YOUR TASK: Where a line in the listing below contains the word "CompositeError", copy that line.

DATA RECORDS:
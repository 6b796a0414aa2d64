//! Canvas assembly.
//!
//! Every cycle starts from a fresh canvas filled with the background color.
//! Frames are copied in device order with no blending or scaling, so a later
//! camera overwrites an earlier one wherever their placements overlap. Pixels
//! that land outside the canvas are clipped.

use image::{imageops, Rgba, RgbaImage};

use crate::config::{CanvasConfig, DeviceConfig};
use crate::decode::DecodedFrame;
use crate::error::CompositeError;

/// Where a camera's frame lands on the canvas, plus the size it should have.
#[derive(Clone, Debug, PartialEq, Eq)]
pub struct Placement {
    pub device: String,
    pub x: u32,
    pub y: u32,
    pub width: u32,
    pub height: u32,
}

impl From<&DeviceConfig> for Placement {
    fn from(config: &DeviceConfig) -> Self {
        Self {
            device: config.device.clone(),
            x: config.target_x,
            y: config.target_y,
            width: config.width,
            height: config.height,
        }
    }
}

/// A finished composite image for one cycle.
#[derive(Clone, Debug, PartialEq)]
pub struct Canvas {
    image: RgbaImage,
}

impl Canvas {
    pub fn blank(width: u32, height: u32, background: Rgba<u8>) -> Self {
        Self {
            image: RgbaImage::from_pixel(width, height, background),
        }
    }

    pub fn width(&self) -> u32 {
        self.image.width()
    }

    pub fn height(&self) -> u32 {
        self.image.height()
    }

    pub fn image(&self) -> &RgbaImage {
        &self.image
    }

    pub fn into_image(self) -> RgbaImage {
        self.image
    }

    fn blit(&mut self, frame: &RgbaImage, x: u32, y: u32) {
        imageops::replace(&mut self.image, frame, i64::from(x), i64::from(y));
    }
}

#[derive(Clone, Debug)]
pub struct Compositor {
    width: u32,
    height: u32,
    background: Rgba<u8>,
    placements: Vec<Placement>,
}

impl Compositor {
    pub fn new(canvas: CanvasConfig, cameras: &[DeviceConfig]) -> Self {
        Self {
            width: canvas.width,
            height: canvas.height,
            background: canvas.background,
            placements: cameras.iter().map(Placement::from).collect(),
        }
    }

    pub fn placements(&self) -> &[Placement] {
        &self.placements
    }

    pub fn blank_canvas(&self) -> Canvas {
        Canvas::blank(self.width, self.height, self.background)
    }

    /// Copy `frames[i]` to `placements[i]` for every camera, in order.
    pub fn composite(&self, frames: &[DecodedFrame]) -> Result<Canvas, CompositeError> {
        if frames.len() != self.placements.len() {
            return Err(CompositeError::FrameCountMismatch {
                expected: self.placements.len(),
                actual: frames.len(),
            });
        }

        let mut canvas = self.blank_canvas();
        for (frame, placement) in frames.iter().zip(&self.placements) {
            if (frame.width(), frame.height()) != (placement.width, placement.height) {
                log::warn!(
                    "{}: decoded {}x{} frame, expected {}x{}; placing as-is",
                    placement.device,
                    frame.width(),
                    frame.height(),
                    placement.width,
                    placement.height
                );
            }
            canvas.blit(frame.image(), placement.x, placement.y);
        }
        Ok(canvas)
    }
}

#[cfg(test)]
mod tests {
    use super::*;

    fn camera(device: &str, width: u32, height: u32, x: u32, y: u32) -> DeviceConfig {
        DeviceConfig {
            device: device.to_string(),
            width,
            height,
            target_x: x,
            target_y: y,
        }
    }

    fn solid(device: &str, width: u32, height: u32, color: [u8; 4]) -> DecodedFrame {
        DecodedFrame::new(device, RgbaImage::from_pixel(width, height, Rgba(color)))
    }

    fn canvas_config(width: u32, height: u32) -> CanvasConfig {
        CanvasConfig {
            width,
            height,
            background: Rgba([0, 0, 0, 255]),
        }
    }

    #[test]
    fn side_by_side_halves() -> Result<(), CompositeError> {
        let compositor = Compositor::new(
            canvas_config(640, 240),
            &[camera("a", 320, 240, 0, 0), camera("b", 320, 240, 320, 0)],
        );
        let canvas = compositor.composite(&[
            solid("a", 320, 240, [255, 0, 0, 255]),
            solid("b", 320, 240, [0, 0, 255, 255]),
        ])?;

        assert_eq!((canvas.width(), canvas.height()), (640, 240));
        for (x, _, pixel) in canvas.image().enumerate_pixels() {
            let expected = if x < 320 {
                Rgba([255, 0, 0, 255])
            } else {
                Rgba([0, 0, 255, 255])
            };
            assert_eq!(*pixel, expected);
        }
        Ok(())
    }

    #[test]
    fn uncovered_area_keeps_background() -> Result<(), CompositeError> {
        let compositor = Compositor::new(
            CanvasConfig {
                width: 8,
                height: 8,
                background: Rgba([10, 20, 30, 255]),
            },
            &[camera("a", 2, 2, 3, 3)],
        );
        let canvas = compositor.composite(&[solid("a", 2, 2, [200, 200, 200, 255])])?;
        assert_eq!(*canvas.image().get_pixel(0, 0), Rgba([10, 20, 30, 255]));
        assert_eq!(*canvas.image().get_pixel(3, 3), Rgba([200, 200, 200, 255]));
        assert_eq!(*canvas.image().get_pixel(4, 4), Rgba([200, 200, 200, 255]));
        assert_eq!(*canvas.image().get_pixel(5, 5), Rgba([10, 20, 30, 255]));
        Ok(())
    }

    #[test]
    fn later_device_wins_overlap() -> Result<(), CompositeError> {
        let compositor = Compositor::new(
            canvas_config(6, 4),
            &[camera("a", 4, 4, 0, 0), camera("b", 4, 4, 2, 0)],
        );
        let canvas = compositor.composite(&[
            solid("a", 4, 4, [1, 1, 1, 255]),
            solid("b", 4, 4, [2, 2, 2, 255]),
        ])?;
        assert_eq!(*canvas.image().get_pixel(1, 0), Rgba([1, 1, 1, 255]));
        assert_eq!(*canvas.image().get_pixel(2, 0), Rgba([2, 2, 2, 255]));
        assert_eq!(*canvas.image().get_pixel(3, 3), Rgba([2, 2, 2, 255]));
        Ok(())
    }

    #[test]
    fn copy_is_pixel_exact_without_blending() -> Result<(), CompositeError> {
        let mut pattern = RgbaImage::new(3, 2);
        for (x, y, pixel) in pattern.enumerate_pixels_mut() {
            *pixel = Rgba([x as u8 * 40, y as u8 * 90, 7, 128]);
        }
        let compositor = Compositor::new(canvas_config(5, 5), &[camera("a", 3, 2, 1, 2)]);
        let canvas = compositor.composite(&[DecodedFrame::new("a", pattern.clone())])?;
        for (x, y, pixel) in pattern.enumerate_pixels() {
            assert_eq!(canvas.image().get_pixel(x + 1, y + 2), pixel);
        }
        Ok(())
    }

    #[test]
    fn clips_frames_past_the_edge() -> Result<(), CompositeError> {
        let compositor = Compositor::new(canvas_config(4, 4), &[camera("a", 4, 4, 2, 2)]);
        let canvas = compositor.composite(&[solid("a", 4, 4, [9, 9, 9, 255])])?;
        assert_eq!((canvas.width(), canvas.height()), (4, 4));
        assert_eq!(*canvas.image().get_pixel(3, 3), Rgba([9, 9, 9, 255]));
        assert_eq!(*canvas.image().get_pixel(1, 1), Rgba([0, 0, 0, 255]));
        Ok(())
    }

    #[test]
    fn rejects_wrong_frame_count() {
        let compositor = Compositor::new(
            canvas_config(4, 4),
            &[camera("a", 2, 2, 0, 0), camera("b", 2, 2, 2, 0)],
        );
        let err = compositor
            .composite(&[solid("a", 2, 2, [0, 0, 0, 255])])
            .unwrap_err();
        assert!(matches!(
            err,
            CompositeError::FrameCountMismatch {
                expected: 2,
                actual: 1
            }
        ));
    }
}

REPLY TO THE TASK:
use crate::error::CompositeError;
    pub fn composite(&self, frames: &[DecodedFrame]) -> Result<Canvas, CompositeError> {
            return Err(CompositeError::FrameCountMismatch {
    fn side_by_side_halves() -> Result<(), CompositeError> {
    fn uncovered_area_keeps_background() -> Result<(), CompositeError> {
    fn later_device_wins_overlap() -> Result<(), CompositeError> {
    fn copy_is_pixel_exact_without_blending() -> Result<(), CompositeError> {
    fn clips_frames_past_the_edge() -> Result<(), CompositeError> {
            CompositeError::FrameCountMismatch {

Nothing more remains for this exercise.